Daily Swedish newspaper DN quoted Social Democrat party secretary Tobias Baudin saying the review would be complete before the summer.
Finland is expected to outline its path regarding NATO in the coming weeks, with reports the two countries could join as early as June.
Ruling party invites members to reconsider NATO stance
The Social Democrats reaffirmed their policy of military non-alliance in November last year and their stance is widely seen as the biggest hurdle to an application for NATO membership.
“The Social Democrats are the key [to membership]”Peter Esaiasson, political science professor at Gothenberg University, said.
Four center-right opposition parties back a NATO application, with the leader of a fifth saying he wanted his party to support joining if Finland goes ahead as well.
The Left and Green parties are against membership.
The Social Democrats said the review was more than a discussion about whether or not to join NATO and aimed to give members the opportunity to give their views on all aspects of security policy.
Prime Minister Magdalena Andersson and party leadership could still decide to apply to join NATO without the backing of the membership “if the need for a different security policy arises during the [review] process, “the Social Democrats said.
Finland makes swift U-turn on NATO
Late last week, Foreign Minister Pekka Haavisto said Finland will clarify its next steps regarding a possible decision to seek NATO membership in the coming weeks.
Since Russia’s invasion of Ukraine in February, opinion polls commissioned by Finnish media outlets have shown a swift U-turn in public opinion in Finland with the majority now favoring joining the US-led NATO.
Finland, a European Union member state, shares 1,300 km border with Russia.
Mr Haavisto said Russia’s invasion had shown that Russia is willing to take increasing risks in its military operations, can quickly mobilize more than 100,000 troops against a neighboring country and has mooted more openly than before the possible use of its nuclear and biological weapons.
“There we come to a situation in which we may need cooperation,” Mr Haavisto said, alluding to NATO.
He added that NATO member countries have offered to help Finland with ensuring security during an application process and said they estimate it would take from four months to one year to approve the application.
“There is an important NATO summit in Madrid in June.
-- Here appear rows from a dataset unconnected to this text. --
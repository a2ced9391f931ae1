//! Tests for the `class` and `property` CLI commands

use crate::common::{assert_contains, assert_valid_json, TestRepo, TEST_LIBRARY};

const PERSON: &str = r#"namespace Demo
{
    public class Person : Entity
    {
        public string Name { get; set; }
        public int Age { get; set; }
    }
}
"#;

const ENTITY: &str = r#"namespace Demo
{
    public class Entity
    {
        public string Id { get; }
    }
}
"#;

// ============================================================================
// CLASS COMMAND
// ============================================================================

#[test]
fn test_class_text_output() {
    let repo = TestRepo::new();
    repo.add_file("Person.cs", PERSON);

    let stdout = repo.run_cli_success(&["class", "Person.cs", "--at", "5:20"]);
    assert_eq!(
        stdout,
        "<StackPanel>\n\
<TextBox Text=\"{x:Bind Name, Mode=TwoWay}\" />\n\
<Slider Minimum=\"0\" Maximum=\"100\" x:Name=\"Age\" Value=\"{x:Bind Age, Mode=TwoWay}\" />\n\
</StackPanel>\n"
    );
}

#[test]
fn test_class_with_additional_file() {
    let repo = TestRepo::new();
    repo.add_file("Person.cs", PERSON).add_file("Entity.cs", ENTITY);

    let stdout = repo.run_cli_success(&["class", "Person.cs", "--at", "3:5", "--with", "Entity.cs"]);
    assert_contains(&stdout, "<TextBlock Text=\"Id\" />");
    assert!(stdout.trim_end().ends_with("<TextBlock Text=\"Id\" />\n</StackPanel>"));
}

#[test]
fn test_class_json_output() {
    let repo = TestRepo::new();
    repo.add_file("Person.cs", PERSON);

    let stdout = repo.run_cli_success(&["class", "Person.cs", "--at", "3:5", "--format", "json"]);
    let json = assert_valid_json(&stdout, "class json");
    assert_eq!(json["name"], "Person");
    assert_eq!(json["output_type"], "Class");
    assert!(json["output"].as_str().unwrap().starts_with("<StackPanel>"));
}

#[test]
fn test_class_byte_offset_position() {
    let repo = TestRepo::new();
    let position = repo.add_marked_file(
        "Order.cs",
        "public class Order\n{\n    public string Descr*iption { get; set; }\n}\n",
    );

    let stdout = repo.run_cli_success(&["class", "Order.cs", "--at", &position.to_string()]);
    assert_contains(&stdout, "{x:Bind Description, Mode=TwoWay}");
}

#[test]
fn test_class_not_found_prints_nothing() {
    let repo = TestRepo::new();
    repo.add_file("Person.cs", PERSON);

    let stdout = repo.run_cli_success(&["class", "Person.cs", "--at", "1:1"]);
    assert!(stdout.is_empty(), "unexpected output: {}", stdout);

    let stdout = repo.run_cli_success(&["class", "Person.cs", "--at", "1:1", "-f", "json"]);
    let json = assert_valid_json(&stdout, "not found json");
    assert_eq!(json["output_type"], "None");
}

#[test]
fn test_class_with_library_manifest() {
    let repo = TestRepo::new();
    repo.add_file(
        "Order.cs",
        "using TestLibrary;\n\npublic class Order : TestClass\n{\n    public int OrderId { get; set; }\n}\n",
    )
    .add_file("lib/TestLibrary.json", TEST_LIBRARY);

    let stdout = repo.run_cli_success(&[
        "class",
        "Order.cs",
        "--at",
        "3:2",
        "--library",
        "lib/TestLibrary.json",
    ]);
    assert_contains(&stdout, "x:Name=\"OrderId\"");
    assert_contains(&stdout, "{x:Bind TestProperty, Mode=TwoWay}");
    assert_contains(&stdout, "{x:Bind BaseTestProperty, Mode=TwoWay}");
}

#[test]
fn test_class_with_custom_profile() {
    let repo = TestRepo::new();
    repo.add_file("Person.cs", PERSON).add_file(
        "grid.json",
        r#"{
  "Name": "Grid",
  "ClassGrouping": "GRID-PLUS-ROWDEFS",
  "FallbackOutput": "<TextBlock Text=\"$name$\" Grid.Row=\"$incint$\" />",
  "SubPropertyOutput": "",
  "Mappings": []
}"#,
    );

    let stdout = repo.run_cli_success(&["class", "Person.cs", "--at", "3:5", "--profile", "grid.json"]);
    assert_eq!(
        stdout,
        "<Grid>\n\
<Grid.RowDefinitions>\n\
<RowDefinition Height=\"Auto\" />\n\
<RowDefinition Height=\"*\" />\n\
</Grid.RowDefinitions>\n\
<TextBlock Text=\"Name\" Grid.Row=\"0\" />\n\
<TextBlock Text=\"Age\" Grid.Row=\"1\" />\n\
</Grid>\n"
    );
}

#[test]
fn test_config_supplies_references_and_exclusions() {
    let repo = TestRepo::new();
    repo.add_file("Person.cs", PERSON)
        .add_file("Entity.cs", ENTITY)
        .add_file(
            "xamlgen.toml",
            r#"
[analysis]
excluded_names = ["Age"]

[references]
source_files = ["Entity.cs"]
"#,
        );

    let stdout = repo.run_cli_success(&["class", "Person.cs", "--at", "3:5", "--config", "xamlgen.toml"]);
    assert!(!stdout.contains("Age"), "Age should be excluded: {}", stdout);
    assert_contains(&stdout, "<TextBlock Text=\"Id\" />");
}

// ============================================================================
// PROPERTY COMMAND
// ============================================================================

#[test]
fn test_property_command() {
    let repo = TestRepo::new();
    repo.add_file("Person.cs", PERSON);

    let stdout = repo.run_cli_success(&["property", "Person.cs", "--at", "6:24"]);
    assert_eq!(
        stdout,
        "<Slider Minimum=\"0\" Maximum=\"100\" x:Name=\"Age\" Value=\"{x:Bind Age, Mode=TwoWay}\" />\n"
    );
}

#[test]
fn test_property_command_json() {
    let repo = TestRepo::new();
    repo.add_file("Person.cs", PERSON);

    let stdout = repo.run_cli_success(&["property", "Person.cs", "--at", "5:24", "-f", "json"]);
    let json = assert_valid_json(&stdout, "property json");
    assert_eq!(json["name"], "Name");
    assert_eq!(json["output_type"], "Property");
}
Of course, NATO is wondering whether Finland and possibly Sweden will have submitted their membership applications before that,” Mr Haavisto said.
He said the government will next week give the Finnish parliament a review on how Russia’s decision to attack Ukraine has changed Finland’s security.
But he added the government was prepared to quickly propose joining NATO if there was sufficient support from parliament.